* INSTRUCTIONS TO FOLLOW *
Below are records; report the number of lines among them that include the word "reqwest", and nothing further.

* LISTED ENTRIES *

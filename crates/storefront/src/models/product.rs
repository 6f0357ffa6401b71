//! Catalog products.

use local_shop_core::{Price, ProductId, round_money};
use rust_decimal::Decimal;
use serde::{Deserialize, Serialize};

const fn default_available() -> bool {
    true
}

/// A product as served by `GET /products`.
///
/// `quantity` is the backend's count of units still available; it drops as
/// shoppers reserve stock in their carts.
#[derive(Debug, Clone, PartialEq, Eq, Serialize, Deserialize)]
#[serde(rename_all = "camelCase")]
pub struct Product {
    pub id: ProductId,
    pub name: String,
    #[serde(default)]
    pub description: String,
    #[serde(default)]
    pub category: String,
    #[serde(with = "rust_decimal::serde::float")]
    pub price: Decimal,
    #[serde(
        default,
        with = "rust_decimal::serde::float_option",
        skip_serializing_if = "Option::is_none"
    )]
    pub discounted_price: Option<Decimal>,
    #[serde(
        default,
        with = "rust_decimal::serde::float_option",
        skip_serializing_if = "Option::is_none"
    )]
    pub discount_percentage: Option<Decimal>,
    pub quantity: u32,
    #[serde(default = "default_available")]
    pub available: bool,
}

impl Product {
    /// The undiscounted unit price.
    #[must_use]
    pub const fn list_price(&self) -> Price {
        Price::new(self.price)
    }

    /// The sale price, if the backend sent one or a discount percentage.
    #[must_use]
    pub fn sale_price(&self) -> Option<Price> {
        if let Some(discounted) = self.discounted_price {
            return Some(Price::new(discounted));
        }

        self.discount_percentage
            .filter(|pct| pct.is_sign_positive() && !pct.is_zero())
            .map(|pct| {
                let factor = Decimal::ONE - pct / Decimal::ONE_HUNDRED;
                Price::new(round_money(self.price.saturating_mul(factor)))
            })
    }

    /// Price shown to shoppers: the sale price when it undercuts the list
    /// price, otherwise the list price.
    #[must_use]
    pub fn effective_price(&self) -> Price {
        match self.sale_price() {
            Some(sale) if sale < self.list_price() => sale,
            _ => self.list_price(),
        }
    }

    #[must_use]
    pub fn has_discount(&self) -> bool {
        self.effective_price() < self.list_price()
    }

    #[must_use]
    pub const fn is_out_of_stock(&self) -> bool {
        self.quantity == 0 || !self.available
    }

    /// Case-insensitive substring match on name and description.
    ///
    /// `needle` must already be lowercased.
    #[must_use]
    pub fn matches_search(&self, needle: &str) -> bool {
        self.name.to_lowercase().contains(needle) || self.description.to_lowercase().contains(needle)
    }
}
//! Local Shop Core - Shared types library.
//!
//! This crate provides the domain primitives used by the storefront:
//! - string-backed entity IDs
//! - decimal prices and the cart totals arithmetic
//! - email addresses, payment methods and order statuses
//!
//! # Architecture
//!
//! The core crate contains only types and pure functions - no I/O, no HTTP
//! clients. Anything that talks to the shop backend lives in the
//! `storefront` crate.

#![cfg_attr(not(test), forbid(unsafe_code))]

pub mod types;

pub use types::*;
//! Cart route handlers.
//!
//! Cart operations use HTMX: each mutation re-renders `<main>` and triggers
//! `cart-updated` so the count badge and other listeners refresh.

use askama::Template;
use askama_web::WebTemplate;
use axum::{
    Form,
    extract::State,
    response::{IntoResponse, Response},
};
use local_shop_core::ProductId;
use serde::Deserialize;
use tracing::instrument;

use crate::error::add_breadcrumb;
use crate::filters;
use crate::routes::{main_response, snapshot};
use crate::state::AppState;
use crate::views::PageView;

fn default_quantity() -> String {
    "1".to_string()
}

/// Add to cart form data.
///
/// `quantity` stays raw text; the controller validates it.
#[derive(Debug, Deserialize)]
pub struct AddToCartForm {
    pub product_id: String,
    #[serde(default = "default_quantity")]
    pub quantity: String,
}

/// Remove from cart form data.
#[derive(Debug, Deserialize)]
pub struct RemoveFromCartForm {
    pub product_id: String,
}

/// Cart fragment template (for HTMX).
#[derive(Template, WebTemplate)]
#[template(path = "partials/cart.html")]
pub struct CartTemplate {
    pub page: PageView,
}

/// Display the cart region.
#[instrument(skip(state))]
pub async fn show(State(state): State<AppState>) -> impl IntoResponse {
    let shop = state.shop();
    CartTemplate {
        page: snapshot(shop).await,
    }
}

/// Add item to cart (HTMX).
#[instrument(skip(state))]
pub async fn add(State(state): State<AppState>, Form(form): Form<AddToCartForm>) -> Response {
    add_breadcrumb(
        "cart",
        "Add to cart",
        Some(&[
            ("product_id", form.product_id.as_str()),
            ("quantity", form.quantity.as_str()),
        ]),
    );

    let shop = state.shop();
    let mut events = shop.subscribe();
    shop.add_to_cart(&ProductId::new(form.product_id), &form.quantity)
        .await;
    main_response(shop, &mut events).await
}

/// Remove item from cart (HTMX).
#[instrument(skip(state))]
pub async fn remove(
    State(state): State<AppState>,
    Form(form): Form<RemoveFromCartForm>,
) -> Response {
    add_breadcrumb(
        "cart",
        "Remove from cart",
        Some(&[("product_id", form.product_id.as_str())]),
    );

    let shop = state.shop();
    let mut events = shop.subscribe();
    shop.remove_from_cart(&ProductId::new(form.product_id)).await;
    main_response(shop, &mut events).await
}
//! Unified error handling with Sentry integration.
//!
//! Shopper-facing failures are toasts rendered by the controller; `AppError`
//! only covers requests that cannot produce a page at all (unknown product,
//! unknown section, backend failure on a fragment fetch).

use axum::{
    http::StatusCode,
    response::{IntoResponse, Response},
};
use thiserror::Error;

use crate::api::ApiError;

/// Application-level error type for the storefront.
#[derive(Debug, Error)]
pub enum AppError {
    /// Shop backend call failed.
    #[error("Shop backend error: {0}")]
    Api(#[from] ApiError),

    /// Resource not found.
    #[error("Not found: {0}")]
    NotFound(String),

    /// Bad request from client.
    #[error("Bad request: {0}")]
    BadRequest(String),

    /// Internal server error.
    #[error("Internal error: {0}")]
    Internal(String),
}

impl AppError {
    /// Map a backend error, turning a backend 404 into [`AppError::NotFound`].
    #[must_use]
    pub fn from_api(err: ApiError, what: impl Into<String>) -> Self {
        match err {
            ApiError::Server { status: 404, .. } => Self::NotFound(what.into()),
            other => Self::Api(other),
        }
    }
}

impl IntoResponse for AppError {
    fn into_response(self) -> Response {
        // Capture server errors to Sentry
        if matches!(self, Self::Api(_) | Self::Internal(_)) {
            let event_id = sentry::capture_error(&self);
            tracing::error!(
                error = %self,
                sentry_event_id = %event_id,
                "Request error"
            );
        }

        let status = match &self {
            Self::Api(_) => StatusCode::BAD_GATEWAY,
            Self::NotFound(_) => StatusCode::NOT_FOUND,
            Self::BadRequest(_) => StatusCode::BAD_REQUEST,
            Self::Internal(_) => StatusCode::INTERNAL_SERVER_ERROR,
        };

        // Don't expose internal error details to clients
        let message = match &self {
            Self::Api(_) => "External service error".to_string(),
            Self::Internal(_) => "Internal server error".to_string(),
            _ => self.to_string(),
        };

        (status, message).into_response()
    }
}

/// Result type alias for `AppError`.
pub type Result<T> = std::result::Result<T, AppError>;

/// Set the Sentry user context to the logged-in shopper.
pub fn set_sentry_user(email: &str) {
    sentry::configure_scope(|scope| {
        scope.set_user(Some(sentry::User {
            email: Some(email.to_string()),
            ..Default::default()
        }));
    });
}

/// Clear the Sentry user context.
pub fn clear_sentry_user() {
    sentry::configure_scope(|scope| {
        scope.set_user(None);
    });
}

/// Add a breadcrumb for shopper actions.
///
/// Breadcrumbs appear in Sentry error reports to show the trail of actions
/// leading up to an error.
///
/// # Example
///
/// ```rust,ignore
/// add_breadcrumb("cart", "Added to cart", Some(&[("product_id", "P001")]));
/// ```
pub fn add_breadcrumb(category: &str, message: &str, data: Option<&[(&str, &str)]>) {
    let mut breadcrumb = sentry::Breadcrumb {
        category: Some(category.to_string()),
        message: Some(message.to_string()),
        level: sentry::Level::Info,
        ..Default::default()
    };

    if let Some(pairs) = data {
        for (key, value) in pairs {
            breadcrumb.data.insert(
                (*key).to_string(),
                serde_json::Value::String((*value).to_string()),
            );
        }
    }

    sentry::add_breadcrumb(breadcrumb);
}
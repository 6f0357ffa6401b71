//! Error type for backend calls.

use reqwest::StatusCode;
use serde::Deserialize;
use thiserror::Error;

/// Errors that can occur when talking to the shop backend.
///
/// The `Display` output is the human-readable message shown to the shopper.
#[derive(Debug, Error)]
pub enum ApiError {
    /// The backend could not be reached.
    #[error("Cannot connect to server. Make sure the backend is running at {base_url}.")]
    Transport {
        base_url: String,
        #[source]
        source: reqwest::Error,
    },

    /// The backend answered with a non-success status.
    #[error("{message}")]
    Server { status: u16, message: String },

    /// The backend answered 2xx with a body of the wrong shape.
    #[error("Unexpected response from server: {0}")]
    Decode(String),

    /// The backend accepted the checkout request but reported `success: false`.
    #[error("{0}")]
    CheckoutRejected(String),

    /// The HTTP client could not be constructed.
    #[error("HTTP client error: {0}")]
    Client(#[source] reqwest::Error),
}

/// Error body the backend sends alongside non-success statuses.
#[derive(Debug, Deserialize)]
struct ErrorBody {
    error: Option<String>,
}

impl ApiError {
    /// Build a [`ApiError::Server`] from a status and the raw response body.
    ///
    /// Prefers the backend's own `error` message when the body carries one.
    #[must_use]
    pub fn server(status: StatusCode, body: &str) -> Self {
        let message = serde_json::from_str::<ErrorBody>(body)
            .ok()
            .and_then(|b| b.error)
            .filter(|m| !m.trim().is_empty())
            .unwrap_or_else(|| format!("Server error: {}", status.as_u16()));

        Self::Server {
            status: status.as_u16(),
            message,
        }
    }

    /// Whether the backend was unreachable (as opposed to answering badly).
    #[must_use]
    pub const fn is_transport(&self) -> bool {
        matches!(self, Self::Transport { .. })
    }
}
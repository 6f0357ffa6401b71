//! Product route handlers.

use askama::Template;
use askama_web::WebTemplate;
use axum::{
    extract::{Path, Query, State},
    response::IntoResponse,
};
use local_shop_core::ProductId;
use serde::Deserialize;
use tracing::instrument;

use crate::error::{AppError, Result};
use crate::routes::snapshot;
use crate::state::AppState;
use crate::views::{PageView, ProductCardView};

/// Grid filter query parameters.
///
/// `category` wins when both are sent; an empty `category` clears the
/// filter.
#[derive(Debug, Default, Deserialize)]
pub struct ProductQuery {
    pub search: Option<String>,
    pub category: Option<String>,
}

/// Product grid fragment template (for HTMX).
#[derive(Template, WebTemplate)]
#[template(path = "partials/product_grid.html")]
pub struct ProductGridTemplate {
    pub page: PageView,
}

/// Single product card fragment template (for HTMX).
#[derive(Template, WebTemplate)]
#[template(path = "partials/product_card.html")]
pub struct ProductCardTemplate {
    pub product: ProductCardView,
}

/// Display the product grid, applying a search or category filter.
#[instrument(skip(state))]
pub async fn index(
    State(state): State<AppState>,
    Query(query): Query<ProductQuery>,
) -> impl IntoResponse {
    let shop = state.shop();

    if let Some(category) = query.category {
        shop.filter_category(&category).await;
    } else if let Some(search) = query.search {
        shop.search(&search).await;
    }

    ProductGridTemplate {
        page: snapshot(shop).await,
    }
}

/// Display one product card with fresh stock.
#[instrument(skip(state))]
pub async fn show(
    State(state): State<AppState>,
    Path(id): Path<String>,
) -> Result<impl IntoResponse> {
    let id = ProductId::new(id);
    let product = state
        .shop()
        .view_product(&id)
        .await
        .map_err(|e| AppError::from_api(e, format!("product {id}")))?;

    Ok(ProductCardTemplate {
        product: ProductCardView::from(&product),
    })
}
use chrono::{Local, NaiveDateTime};
use uuid::Uuid;

pub const STATUS_NOT_STARTED: &str = "TK_NotStart";
pub const TASK_TYPE_TASK_DEPENDENT: &str = "TT_Task";
pub const DURATION_TYPE_FIXED: &str = "DT_FixedDur";
pub const PERCENT_COMPLETE_DURATION: &str = "CP_Drtn";

const AUDIT_FORMAT: &str = "%Y-%m-%d %H:%M:%S";

/// Create/update audit columns shared by every row written in one run.
#[derive(Debug, Clone, PartialEq, Eq)]
pub struct AuditStamp {
    pub at: NaiveDateTime,
    pub user: String,
}

impl AuditStamp {
    pub fn new(at: NaiveDateTime, user: impl Into<String>) -> Self {
        Self {
            at,
            user: user.into(),
        }
    }

    pub fn now(user: impl Into<String>) -> Self {
        Self::new(Local::now().naive_local(), user)
    }

    pub fn timestamp(&self) -> String {
        self.at.format(AUDIT_FORMAT).to_string()
    }
}

pub fn generate_guid() -> String {
    Uuid::new_v4().to_string()
}

/// One data row of the activity file.
#[derive(Debug, Clone, PartialEq, Default)]
pub struct ActivityRow {
    pub activity_id: String,
    pub activity_name: String,
    pub duration_days: f64,
    /// Full name of the owning WBS node, empty for the project root.
    pub wbs_name: String,
    pub predecessors: String,
}

impl ActivityRow {
    pub fn new(
        activity_id: impl Into<String>,
        activity_name: impl Into<String>,
        duration_days: f64,
    ) -> Self {
        Self {
            activity_id: activity_id.into(),
            activity_name: activity_name.into(),
            duration_days,
            ..Self::default()
        }
    }

    pub fn with_wbs(mut self, wbs_name: impl Into<String>) -> Self {
        self.wbs_name = wbs_name.into();
        self
    }

    pub fn with_predecessors(mut self, predecessors: impl Into<String>) -> Self {
        self.predecessors = predecessors.into();
        self
    }
}

/// A `TASK` row as inserted by the loader.
#[derive(Debug, Clone, PartialEq)]
pub struct WorkItem {
    pub task_id: i64,
    pub proj_id: i64,
    pub wbs_id: i64,
    pub clndr_id: Option<i64>,
    pub task_code: String,
    pub task_name: String,
    pub duration_hours: f64,
    pub guid: String,
    pub audit: AuditStamp,
}

impl WorkItem {
    pub fn status_code(&self) -> &'static str {
        STATUS_NOT_STARTED
    }

    pub fn task_type(&self) -> &'static str {
        TASK_TYPE_TASK_DEPENDENT
    }

    pub fn duration_type(&self) -> &'static str {
        DURATION_TYPE_FIXED
    }

    pub fn complete_pct_type(&self) -> &'static str {
        PERCENT_COMPLETE_DURATION
    }
}
use crate::activity::WorkItem;
use crate::ids::TableKind;
use crate::relationship::Relationship;
use crate::wbs::WbsNode;
use serde_json::Error as SerdeJsonError;
use std::io;
use std::path::PathBuf;
use thiserror::Error;

/// Fatal failures. Any of these aborts the run and rolls back the transaction.
#[derive(Debug, Error)]
pub enum ImportError {
    #[error("io error: {0}")]
    Io(#[from] io::Error),
    #[error("csv error: {0}")]
    Csv(#[from] csv::Error),
    #[error("config error: {0}")]
    Json(#[from] SerdeJsonError),
    #[cfg(feature = "sqlite")]
    #[error("sqlite error: {0}")]
    Sqlite(#[from] rusqlite::Error),
    #[error("'{}' is missing required columns: {}", file.display(), columns.join(", "))]
    MissingColumns { file: PathBuf, columns: Vec<String> },
    #[error("row {row} of '{}': {message}", file.display())]
    InvalidRow {
        file: PathBuf,
        row: usize,
        message: String,
    },
    #[error("invalid configuration: {0}")]
    InvalidConfig(String),
    #[error("project '{0}' not found")]
    ProjectNotFound(String),
    #[error("project '{0}' has no root WBS node (proj_node_flag = 'Y')")]
    RootWbsMissing(String),
    #[error(
        "could not find parent WBS with name '{parent}' for WBS '{child}'; parent rows must appear before child rows"
    )]
    MissingParentWbs { parent: String, child: String },
    #[error("WBS '{0}' has no full name")]
    UnnamedWbs(String),
    #[error(
        "WBS name '{wbs_name}' for activity '{activity}' not found in the project's WBS structure"
    )]
    UnknownWbs { wbs_name: String, activity: String },
    #[error("could not read current maximum id of {table}: {source}")]
    AllocatorSeed {
        table: &'static str,
        #[source]
        source: Box<ImportError>,
    },
}

pub type ImportResult<T> = Result<T, ImportError>;

/// Identity of the project every row in a run is loaded into.
#[derive(Debug, Clone, PartialEq, Eq)]
pub struct ProjectContext {
    pub proj_id: i64,
    pub project_code: String,
    pub root_wbs_id: i64,
    pub root_short_name: String,
    pub clndr_id: Option<i64>,
}

/// The slice of the scheduling database the loader reads and writes.
///
/// Implementations are expected to run inside a transaction owned by the
/// caller; nothing here commits.
pub trait ProjectStore {
    fn project_context(&self, project_code: &str) -> ImportResult<ProjectContext>;
    fn max_id(&self, table: TableKind) -> ImportResult<Option<i64>>;
    fn find_wbs_by_name(&self, proj_id: i64, wbs_name: &str) -> ImportResult<Option<i64>>;
    fn find_task_by_code(&self, proj_id: i64, task_code: &str) -> ImportResult<Option<i64>>;
    fn insert_wbs(&self, node: &WbsNode) -> ImportResult<()>;
    fn insert_task(&self, item: &WorkItem) -> ImportResult<()>;
    fn insert_relationship(&self, edge: &Relationship) -> ImportResult<()>;
}

pub mod file;
#[cfg(feature = "sqlite")]
pub mod sqlite;

pub use file::{read_activity_csv, read_wbs_csv};
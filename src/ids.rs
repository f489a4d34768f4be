use crate::persistence::{ImportError, ImportResult, ProjectStore};
use std::collections::HashMap;

#[derive(Debug, Clone, Copy, PartialEq, Eq, Hash)]
pub enum TableKind {
    Wbs,
    Task,
    TaskPred,
}

impl TableKind {
    pub const ALL: [TableKind; 3] = [TableKind::Wbs, TableKind::Task, TableKind::TaskPred];

    pub fn table_name(self) -> &'static str {
        match self {
            TableKind::Wbs => "PROJWBS",
            TableKind::Task => "TASK",
            TableKind::TaskPred => "TASKPRED",
        }
    }

    pub fn id_column(self) -> &'static str {
        match self {
            TableKind::Wbs => "wbs_id",
            TableKind::Task => "task_id",
            TableKind::TaskPred => "task_pred_id",
        }
    }
}

/// Hands out surrogate keys per table for one run.
///
/// Counters start one past the largest id already stored, so ids handed out
/// here never collide with committed rows. An id is never handed out twice,
/// even when the row it was meant for ends up skipped.
#[derive(Debug, Clone)]
pub struct IdAllocator {
    next: HashMap<TableKind, i64>,
}

impl IdAllocator {
    pub fn seed<S: ProjectStore + ?Sized>(store: &S) -> ImportResult<Self> {
        let mut next = HashMap::with_capacity(TableKind::ALL.len());
        for kind in TableKind::ALL {
            let max = store
                .max_id(kind)
                .map_err(|err| ImportError::AllocatorSeed {
                    table: kind.table_name(),
                    source: Box::new(err),
                })?;
            next.insert(kind, max.unwrap_or(0) + 1);
        }
        Ok(Self { next })
    }

    pub fn from_maxima<I>(maxima: I) -> Self
    where
        I: IntoIterator<Item = (TableKind, i64)>,
    {
        let mut next: HashMap<TableKind, i64> =
            TableKind::ALL.iter().map(|kind| (*kind, 1)).collect();
        for (kind, max) in maxima {
            next.insert(kind, max + 1);
        }
        Self { next }
    }

    pub fn next(&mut self, kind: TableKind) -> i64 {
        let slot = self.next.entry(kind).or_insert(1);
        let id = *slot;
        *slot += 1;
        id
    }
}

* SOLUTION TO THE EXERCISE *
3